Thursday, July 7, 2011

The New Yorker on Online Dating

Nick Paumgarten in the New Yorker: Looking for Someone

"Online dating sites, whatever their more mercenary motives, draw on the premise that there has got to be a better way. They approach the primeval mystery of human attraction with a systematic and almost Promethean hand. They rely on algorithms, those often proprietary mathematical equations and processes which make it possible to perform computational feats beyond the reach of the naked brain. Some add an extra layer of projection and interpretation; they adhere to a certain theory of compatibility, rooted in psychology or brain chemistry or genetic coding, or they define themselves by other, more readily obvious indicators of similitude, such as race, religion, sexual predilection, sense of humor, or musical taste. There are those which basically allow you to browse through profiles as you would boxes of cereal on a shelf in the store. Others choose for you; they bring five boxes of cereal to your door, ask you to select one, and then return to the warehouse with the four others. Or else they leave you with all five.  

"It is tempting to think of online dating as a sophisticated way to address the ancient and fundamental problem of sorting humans into pairs, except that the problem isn’t very old. Civilization, in its various guises, had it pretty much worked out. Society—family, tribe, caste, church, village, probate court—established and enforced its connubial protocols for the presumed good of everyone, except maybe for the couples themselves. The criteria for compatibility had little to do with mutual affection or a shared enthusiasm for spicy food and Fleetwood Mac. Happiness, self-fulfillment, “me time,” a woman’s needs: these didn’t rate. As for romantic love, it was an almost mutually exclusive category of human experience. As much as it may have evolved, in the human animal, as a motivation system for mate-finding, it was rarely given great consideration in the final reckoning of conjugal choice.


"The twentieth century reduced it all to smithereens. The Pill, women in the workforce, widespread deferment of marriage, rising divorce rates, gay rights—these set off a prolonged but erratic improvisation on a replacement. In a fractured and bewildered landscape of fern bars, ladies’ nights, Plato’s Retreat, “The Bachelor,” sexting, and the concept of the “cougar,” the Internet promised reconnection, profusion, and processing power.

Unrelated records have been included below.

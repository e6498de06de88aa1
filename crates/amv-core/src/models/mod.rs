//! Static separation-model registry and hardware-based model selection.
//!
//! Selection is a pure function of the capability descriptor. The
//! high-quality model needs both an accelerator and an installed accelerated
//! runtime; a GPU that nvidia-smi can see but torch cannot use still gets
//! the CPU-portable model with CPU settings.

use crate::system::CapabilityDescriptor;
use serde::Serialize;

/// Model file format.
#[derive(Debug, Clone, Copy, PartialEq, Eq, Serialize)]
#[serde(rename_all = "kebab-case")]
pub enum ModelKind {
    Onnx,
    TensorGraph,
}

/// Per-device inference overrides.
#[derive(Debug, Clone, Copy, PartialEq, Eq, Serialize)]
pub struct RuntimeSettings {
    pub fp16: bool,
    pub batch_size: u32,
}

impl RuntimeSettings {
    /// Settings that run anywhere.
    pub const CPU_SAFE: RuntimeSettings = RuntimeSettings {
        fp16: false,
        batch_size: 1,
    };
}

/// Registry entry.
#[derive(Debug, Clone, Copy, PartialEq, Eq, Serialize)]
pub struct ModelSpec {
    pub id: &'static str,
    pub display_name: &'static str,
    pub kind: ModelKind,
    pub cpu_settings: RuntimeSettings,
    pub gpu_settings: Option<RuntimeSettings>,
}

/// Lightweight ONNX model, CPU-portable.
pub const KIM_VOCAL_2: ModelSpec = ModelSpec {
    id: "Kim_Vocal_2.onnx",
    display_name: "Kim Vocal 2 (ONNX)",
    kind: ModelKind::Onnx,
    cpu_settings: RuntimeSettings::CPU_SAFE,
    gpu_settings: None,
};

/// Best-quality model, worth it only with half precision on an accelerator.
pub const BS_ROFORMER: ModelSpec = ModelSpec {
    id: "model_bs_roformer_ep_317_sdr_12.9755.ckpt",
    display_name: "BS-Roformer (Best Quality)",
    kind: ModelKind::TensorGraph,
    cpu_settings: RuntimeSettings::CPU_SAFE,
    gpu_settings: Some(RuntimeSettings {
        fp16: true,
        batch_size: 1,
    }),
};

const REGISTRY: [ModelSpec; 2] = [KIM_VOCAL_2, BS_ROFORMER];

/// All known models.
pub fn registry() -> &'static [ModelSpec] {
    &REGISTRY
}

/// Find a model by file name.
pub fn lookup(id: &str) -> Option<&'static ModelSpec> {
    REGISTRY.iter().find(|m| m.id == id)
}

/// Human-readable name, falling back to the id for unknown models.
pub fn display_name(id: &str) -> &str {
    lookup(id).map(|m| m.display_name).unwrap_or(id)
}

/// Settings for an arbitrary model id on the given device.
///
/// Unknown ids get CPU-safe settings.
pub fn settings_for(id: &str, use_gpu: bool) -> RuntimeSettings {
    match lookup(id) {
        Some(spec) if use_gpu => spec.gpu_settings.unwrap_or(spec.cpu_settings),
        Some(spec) => spec.cpu_settings,
        None => RuntimeSettings::CPU_SAFE,
    }
}

/// Choose the model and its settings for a descriptor.
pub fn select(descriptor: &CapabilityDescriptor) -> (ModelSpec, RuntimeSettings) {
    let gpu_path = descriptor.is_gpu() && descriptor.fp16_capable;
    if gpu_path {
        let settings = BS_ROFORMER.gpu_settings.unwrap_or(BS_ROFORMER.cpu_settings);
        (BS_ROFORMER, settings)
    } else {
        (KIM_VOCAL_2, KIM_VOCAL_2.cpu_settings)
    }
}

"The obvious advantage of online dating is that it provides a wider pool of possibility and choice. In some respects, for the masses of grownups seeking mates, either for a night or for life, dating is an attempt to approximate the collegiate condition—that surfeit both of supply and demand, of information and authentication. A college campus is a habitat of abundance and access, with a fluid and fairly ruthless vetting apparatus. A city also has abundance and access, especially for the young, but as people pair off, and as they corral themselves, through profession, geography, and taste, into cliques and castes, the range of available mates shrinks. We run out of friends of friends and friends of friends of friends. You can get to thinking that the single ones are single for a reason.
...
"Match.com, one of the first Internet dating sites, went live in 1995. It is now the biggest dating site in the world and is itself the biggest aggregator of other dating sites; under the name Match, it owns thirty in all, and accounts for about a quarter of the revenues of its parent company, I.A.C., Barry Diller’s collection of media properties. In 2010, fee-based dating Web sites grossed over a billion dollars. According to a recent study commissioned by Match.com, online is now the third most common way for people to meet. (The most common are “through work/school” and “through friends/family.”) One in six new marriages is the result of meetings on Internet dating sites.

 ...
"There are thousands of dating sites; the big ones, such as Match.com and eHarmony (among the fee-based services) and PlentyOfFish and OK Cupid (among the free ones), hog most of the traffic. Pay sites make money through monthly subscriptions; you can’t send or receive a message without one. Free sites rely on advertising.
...
"I had a talk-about-dating date with a freelance researcher named Julia Kamin, who, over twelve years as a dater on various sites, has boiled down all the competing compatibility criteria to the question of, as she put it, “Are we laughing at the same shit?” This epiphany inspired her to build a site—makeeachotherlaugh.com—on which you rate cartoons and videos, and the algorithms match you up. As she has gone around telling people about her idea, she says, “women get instantly excited. Men are, like, ‘Um, O.K., maybe.’ ” It might be that women want to be amused while men want to be considered amusing. “I really should have two sites,” Kamin said. “Hemakesmelaugh.com and shelaughsatmyjokes.com.” (She bought both URLs.)

...
"The online dating sites are themselves a little like online-dating-site suitors. They want you. They exaggerate their height and salary. They hide their bald spots and back fat. Each has a distinct personality and a carefully curated profile—a look, a strong side, and, to borrow from TACT, a philosophy of life values. Nothing determines the atmosphere and experience of an Internet dating service more than the people who use it, but sometimes the sites reflect the personalities or predilections of their founders.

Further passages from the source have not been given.